La nueva vejez La vejez no es lo que solía ser. Hablo de la vejez de las cosas, no de las personas.
Andrés Hoyos
Corría la casi reciente década de 1980 cuando yo tuve mi primer computador. Su descripción viene cuento: usaba para escribir los programas Wordstar y Wordperfect, hoy obsoletos, no tenía disco duro, no había internet y uno archivaba lo que hacía en los que se llamaban floppies, palabra que para buena parte de los jóvenes es una curiosidad remota, si no les resulta por completo desconocida. Dice Wikipedia: “Este tipo de soporte de almacenamiento es vulnerable a la suciedad y los campos magnéticos externos, por lo que deja de funcionar con el tiempo o por el desgaste”. Unos años después vinieron los disquetes (anglicismo de diskettes), que hoy todavía suenan por ahí, así su realidad tangible se use cada vez menos. Los primeros floppies tenían un ancho de ocho pulgadas, después de cinco pulgadas y un cuarto, pues se usaban las medidas anglosajonas, y los que salieron años después y venían con un recubrimiento de plástico duro tenían 3,5 pulgadas. Hoy uno necesita una aplicación externa (drive) para leerlos. Los DVDs también están de salida y requieren de un lector externo. Igualmente salieron hacia el olvido los discos zip o super-floppy, las casetes, los teléfonos de escritorio con teclas de cualquier estilo, para no hablar de los de disco.
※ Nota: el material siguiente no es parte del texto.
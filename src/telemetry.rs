//! Telemetry metric name constants.
//!
//! Consumers install their own `metrics` recorder (e.g. prometheus,
//! statsd); without a recorder installed, all metric calls are no-ops.
//!
//! # Metric naming conventions
//!
//! All metrics are prefixed with `tonepicker_`. Counters end in `_total`,
//! histograms use meaningful units (e.g. `_seconds`).

/// Total rewrites served from the cache.
pub const CACHE_HITS_TOTAL: &str = "tonepicker_cache_hits_total";

/// Total cache lookups that found no live entry.
pub const CACHE_MISSES_TOTAL: &str = "tonepicker_cache_misses_total";

/// Total requests sent to the upstream chat API.
///
/// Labels: `status` ("ok" | "error").
pub const UPSTREAM_REQUESTS_TOTAL: &str = "tonepicker_upstream_requests_total";

/// Upstream request duration in seconds, including body parsing.
pub const UPSTREAM_DURATION_SECONDS: &str = "tonepicker_upstream_duration_seconds";
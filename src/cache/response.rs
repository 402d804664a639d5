//! TTL cache for rewritten text.
//!
//! Backed by moka's concurrent async map, with no capacity bound. Expiry
//! is checked on read against the entry's own `expires_at`: an expired
//! entry is reported as a miss and stays in the map until the next
//! successful rewrite for that key overwrites it. There is no background
//! sweep.
//!
//! Time is read from [`tokio::time::Instant`], so tests can pause and
//! advance the clock instead of sleeping through the TTL.
//!
//! Concurrent `put`s to the same key race; the last write wins. Concurrent
//! misses on the same key are not coalesced, so identical in-flight
//! requests each reach the upstream API.

use std::time::Duration;

use moka::future::Cache;
use tokio::time::Instant;

use super::key::CacheKey;
use crate::telemetry;

/// Default time-to-live for a cached rewrite: 10 minutes.
pub const DEFAULT_TTL: Duration = Duration::from_millis(600_000);

/// Expiry horizon used when `now + ttl` does not fit in an `Instant`.
const FAR_FUTURE: Duration = Duration::from_secs(100 * 365 * 24 * 60 * 60);

/// Configuration for the rewrite cache.
///
/// ```rust
/// # use tonepicker::CacheConfig;
/// # use std::time::Duration;
/// let config = CacheConfig::new().ttl(Duration::from_secs(60));
/// assert_eq!(config.ttl, Duration::from_secs(60));
/// ```
#[derive(Debug, Clone)]
pub struct CacheConfig {
    /// Time-to-live for cached entries. Default: 10 minutes.
    pub ttl: Duration,
}

impl Default for CacheConfig {
    fn default() -> Self {
        Self { ttl: DEFAULT_TTL }
    }
}

impl CacheConfig {
    /// Create a new config with the default TTL.
    pub fn new() -> Self {
        Self::default()
    }

    /// Set the time-to-live for cached entries.
    pub fn ttl(mut self, ttl: Duration) -> Self {
        self.ttl = ttl;
        self
    }
}

/// A cached rewrite and the instant it stops being served.
///
/// Entries are never mutated; a refresh replaces the whole entry.
#[derive(Debug, Clone, PartialEq, Eq)]
pub struct CacheEntry {
    pub value: String,
    pub expires_at: Instant,
}

impl CacheEntry {
    /// Whether the entry may still be served at `now`.
    pub fn is_live(&self, now: Instant) -> bool {
        now < self.expires_at
    }
}

/// In-memory rewrite cache.
///
/// Cloning is cheap and yields a handle to the same underlying map.
#[derive(Clone)]
pub struct RewriteCache {
    entries: Cache<CacheKey, CacheEntry>,
    ttl: Duration,
}

impl RewriteCache {
    /// Create an empty cache with the given configuration.
    pub fn new(config: &CacheConfig) -> Self {
        Self {
            entries: Cache::builder().build(),
            ttl: config.ttl,
        }
    }

    /// Configured time-to-live.
    pub fn ttl(&self) -> Duration {
        self.ttl
    }

    /// Look up a live rewrite.
    ///
    /// Returns `None` when the key is absent or its entry has expired.
    /// Emits cache hit/miss metrics.
    pub async fn get(&self, key: &CacheKey) -> Option<String> {
        let now = Instant::now();
        match self.entries.get(key).await {
            Some(entry) if entry.is_live(now) => {
                metrics::counter!(telemetry::CACHE_HITS_TOTAL).increment(1);
                Some(entry.value)
            }
            _ => {
                metrics::counter!(telemetry::CACHE_MISSES_TOTAL).increment(1);
                None
            }
        }
    }

    /// Store a rewrite, replacing any previous entry for `key`.
    ///
    /// A TTL too large to represent saturates to roughly a century.
    pub async fn put(&self, key: CacheKey, value: String) {
        let now = Instant::now();
        let expires_at = now
            .checked_add(self.ttl)
            .unwrap_or_else(|| now + FAR_FUTURE);
        self.entries.insert(key, CacheEntry { value, expires_at }).await;
    }

    /// Raw entry for `key`, live or expired.
    pub async fn entry(&self, key: &CacheKey) -> Option<CacheEntry> {
        self.entries.get(key).await
    }
}

impl Default for RewriteCache {
    fn default() -> Self {
        Self::new(&CacheConfig::default())
    }
}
Hoy la mayoría de los computadores –no todos–tienen un puerto de acceso USB, en el que se pueden insertar memorias estilo llave. Pasa que el disco duro de un computador de escritorio o portátil se daña, o le entra algún virus que lo vuelve inservible y adiós cientos de archivos, así que uno cuenta con un almacenamiento en la nube, el cual de tarde en tarde se puede respaldar en el disco duro de algún computador. Por si acaso, la información de la nube no está archivada cerca, sino por allá en los alrededores del Polo Norte.
El contraste con los viejos formatos de almacenamiento en papel es dramático. Estos consistían en libros, cuadernos, hojas sueltas y pare usted de contar. Ojo, que los más viejos eran de una longevidad y una sencillez asombrosas. He vivido rodeado de libros mucho más viejos que yo. Todos, salvo los de la época gótica (hace, qué se yo, siete siglos) son legibles hoy. Por lo demás, también ofrecen una concentración de información que casi no tiene paralelos, al menos por su accesibilidad. Los años fueron agregando a la cocción las imágenes y los gráficos que lo complementan todo.
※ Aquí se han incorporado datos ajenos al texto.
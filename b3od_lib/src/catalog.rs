//! The closed catalog of B3 tables and the protocol each one is fetched with.

use std::fmt;
use std::str::FromStr;

use serde::Serialize;

use crate::error::B3Error;

/// A dataset published by B3.
///
/// Names match the identifiers the remote service uses in URLs.
#[derive(Clone, Copy, Debug, PartialEq, Eq, Hash, Serialize)]
pub enum Table {
    TradeInformationConsolidated,
    #[serde(rename = "OTCTradeInformationConsolidated")]
    OtcTradeInformationConsolidated,
    TradeInformationConsolidatedAfterHours,
    DerivativesOpenPosition,
    EconomicIndicatorPrice,
    InstrumentsConsolidated,
    #[serde(rename = "OTCInstrumentsConsolidated")]
    OtcInstrumentsConsolidated,
    MarginScenarioLiquidAssets,
    LendingOpenPosition,
    LoanBalance,
    PositionLimits,
}

/// Which B3 service publishes a table.
#[derive(Clone, Copy, Debug, PartialEq, Eq, Serialize)]
pub enum Service {
    WebConsolidated,
    PositionLimits,
}

impl fmt::Display for Service {
    fn fmt(&self, f: &mut fmt::Formatter<'_>) -> fmt::Result {
        match self {
            Self::WebConsolidated => write!(f, "WebConsolidated"),
            Self::PositionLimits => write!(f, "PositionLimits"),
        }
    }
}

/// Payload flavour of the download protocol.
#[derive(Clone, Copy, Debug, PartialEq, Eq, Serialize)]
pub enum RedirectVariant {
    /// Plain CSV prefixed by a one-line file status preamble.
    WebConsolidated,
    /// Base64-encoded CSV, no preamble.
    PositionLimits,
}

impl RedirectVariant {
    pub fn has_preamble(self) -> bool {
        matches!(self, Self::WebConsolidated)
    }

    pub fn is_base64(self) -> bool {
        matches!(self, Self::PositionLimits)
    }
}

/// How a table is fetched.
#[derive(Clone, Copy, Debug, PartialEq, Eq, Serialize)]
pub enum Protocol {
    /// JSON pages discovered from page 1.
    Paginated,
    /// A descriptor request followed by a single CSV payload.
    Redirect(RedirectVariant),
}

impl fmt::Display for Protocol {
    fn fmt(&self, f: &mut fmt::Formatter<'_>) -> fmt::Result {
        match self {
            Self::Paginated => write!(f, "pages"),
            Self::Redirect(_) => write!(f, "download"),
        }
    }
}

/// Caller preference for how a table should be fetched.
#[derive(Clone, Copy, Debug, Default, PartialEq, Eq)]
pub enum Backend {
    /// The table's default protocol.
    #[default]
    Auto,
    /// Force the paginated JSON API.
    Pages,
    /// Force the single-file download.
    Download,
}

impl FromStr for Backend {
    type Err = B3Error;

    fn from_str(s: &str) -> Result<Self, Self::Err> {
        match s.to_ascii_lowercase().as_str() {
            "auto" => Ok(Self::Auto),
            "pages" | "paginated" => Ok(Self::Pages),
            "download" | "redirect" => Ok(Self::Download),
            _ => Err(B3Error::InvalidInput(format!(
                "unknown backend '{}', expected auto, pages or download",
                s
            ))),
        }
    }
}

impl Table {
    /// Every table in catalog order.
    pub const ALL: [Table; 11] = [
        Table::TradeInformationConsolidated,
        Table::OtcTradeInformationConsolidated,
        Table::TradeInformationConsolidatedAfterHours,
        Table::DerivativesOpenPosition,
        Table::EconomicIndicatorPrice,
        Table::InstrumentsConsolidated,
        Table::OtcInstrumentsConsolidated,
        Table::MarginScenarioLiquidAssets,
        Table::LendingOpenPosition,
        Table::LoanBalance,
        Table::PositionLimits,
    ];

    /// Remote identifier of the table.
    pub fn name(self) -> &'static str {
        match self {
            Self::TradeInformationConsolidated => "TradeInformationConsolidated",
            Self::OtcTradeInformationConsolidated => "OTCTradeInformationConsolidated",
            Self::TradeInformationConsolidatedAfterHours => {
                "TradeInformationConsolidatedAfterHours"
            }
            Self::DerivativesOpenPosition => "DerivativesOpenPosition",
            Self::EconomicIndicatorPrice => "EconomicIndicatorPrice",
            Self::InstrumentsConsolidated => "InstrumentsConsolidated",
            Self::OtcInstrumentsConsolidated => "OTCInstrumentsConsolidated",
            Self::MarginScenarioLiquidAssets => "MarginScenarioLiquidAssets",
            Self::LendingOpenPosition => "LendingOpenPosition",
            Self::LoanBalance => "LoanBalance",
            Self::PositionLimits => "PositionLimits",
        }
    }

    pub fn service(self) -> Service {
        match self {
            Self::PositionLimits => Service::PositionLimits,
            _ => Service::WebConsolidated,
        }
    }

    /// Protocol used when the caller has no preference.
    pub fn default_protocol(self) -> Protocol {
        match self.service() {
            Service::WebConsolidated => Protocol::Paginated,
            Service::PositionLimits => Protocol::Redirect(RedirectVariant::PositionLimits),
        }
    }

    /// Resolves a backend preference into a concrete protocol.
    pub fn protocol(self, backend: Backend) -> Result<Protocol, B3Error> {
        match (self.service(), backend) {
            (_, Backend::Auto) => Ok(self.default_protocol()),
            (Service::WebConsolidated, Backend::Pages) => Ok(Protocol::Paginated),
            (Service::WebConsolidated, Backend::Download) => {
                Ok(Protocol::Redirect(RedirectVariant::WebConsolidated))
            }
            (Service::PositionLimits, Backend::Download) => {
                Ok(Protocol::Redirect(RedirectVariant::PositionLimits))
            }
            (Service::PositionLimits, Backend::Pages) => Err(B3Error::UnsupportedBackend {
                table: self.name().to_string(),
                backend: "pages".to_string(),
            }),
        }
    }

    /// Comma separated list of every catalog name, for error messages.
    pub fn available() -> String {
        Self::ALL
            .iter()
            .map(|t| t.name())
            .collect::<Vec<_>>()
            .join(", ")
    }
}

impl fmt::Display for Table {
    fn fmt(&self, f: &mut fmt::Formatter<'_>) -> fmt::Result {
        f.write_str(self.name())
    }
}

impl FromStr for Table {
    type Err = B3Error;

    fn from_str(s: &str) -> Result<Self, Self::Err> {
        Self::ALL
            .iter()
            .copied()
            .find(|t| t.name() == s)
            .ok_or_else(|| B3Error::UnknownTable {
                table: s.to_string(),
                available: Self::available(),
            })
    }
}

#[cfg(test)]
mod tests {
    use super::*;

    #[test]
    fn names_round_trip_through_from_str() {
        for table in Table::ALL {
            assert_eq!(table.name().parse::<Table>().unwrap(), table);
            assert_eq!(table.to_string(), table.name());
        }
    }

    #[test]
    fn service_display_names() {
        assert_eq!(Service::WebConsolidated.to_string(), "WebConsolidated");
        assert_eq!(Table::PositionLimits.service().to_string(), "PositionLimits");
    }

    #[test]
    fn unknown_table_lists_catalog() {
        let err = "Trades".parse::<Table>().unwrap_err();
        match err {
            B3Error::UnknownTable { table, available } => {
                assert_eq!(table, "Trades");
                assert!(available.contains("EconomicIndicatorPrice"));
                assert!(available.contains("PositionLimits"));
            }
            other => panic!("unexpected error: {:?}", other),
        }
    }

    #[test]
    fn table_names_are_case_sensitive() {
        assert!("loanbalance".parse::<Table>().is_err());
    }

    #[test]
    fn only_position_limits_is_its_own_service() {
        let position: Vec<Table> = Table::ALL
            .iter()
            .copied()
            .filter(|t| t.service() == Service::PositionLimits)
            .collect();
        assert_eq!(position, vec![Table::PositionLimits]);
    }

    #[test]
    fn default_protocols() {
        assert_eq!(
            Table::EconomicIndicatorPrice.default_protocol(),
            Protocol::Paginated
        );
        assert_eq!(
            Table::PositionLimits.default_protocol(),
            Protocol::Redirect(RedirectVariant::PositionLimits)
        );
    }

    #[test]
    fn download_backend_on_web_consolidated() {
        assert_eq!(
            Table::LoanBalance.protocol(Backend::Download).unwrap(),
            Protocol::Redirect(RedirectVariant::WebConsolidated)
        );
    }

    #[test]
    fn pages_backend_rejected_for_position_limits() {
        let err = Table::PositionLimits.protocol(Backend::Pages).unwrap_err();
        assert!(matches!(err, B3Error::UnsupportedBackend { .. }));
    }

    #[test]
    fn backend_parsing() {
        assert_eq!("auto".parse::<Backend>().unwrap(), Backend::Auto);
        assert_eq!("Pages".parse::<Backend>().unwrap(), Backend::Pages);
        assert_eq!("download".parse::<Backend>().unwrap(), Backend::Download);
        assert!("ftp".parse::<Backend>().is_err());
    }

    #[test]
    fn variant_flags() {
        assert!(RedirectVariant::WebConsolidated.has_preamble());
        assert!(!RedirectVariant::WebConsolidated.is_base64());
        assert!(!RedirectVariant::PositionLimits.has_preamble());
        assert!(RedirectVariant::PositionLimits.is_base64());
    }
}
pub mod download;
pub mod tables;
Bajo este lío subyace un problema de difícil solución: uno está en un contacto muy precario con lo que escribió hace quince, veinte o veinticinco años. Con frecuencia lo pierde del totazo. Aquí y allá quedan los viejos adminículos lectores, vaya uno a saber si accesibles o no, y unos arrumes no muy organizados de papeles impresos. Yo al menos agradezco por estos últimos, pues en muchos casos son la última copia que queda de algo que a lo mejor me interesa; ¿solo a mí?, jejé.
De los soportes de papel, el único que tiene su futuro asegurado son los libros. Tras los intentos apocalípticos de Nicolás Negroponte y sus amiguetes fantasiosos de acabar con ellos, el mercado del libro impreso volvió a crecer, tras haber creado el no del todo exitoso mercado de los digitales.
En fin, suerte a los amigos con la búsqueda de quién ayude a convertir todos esos disquetes de información medio perdida en archivos accesibles de nuevo.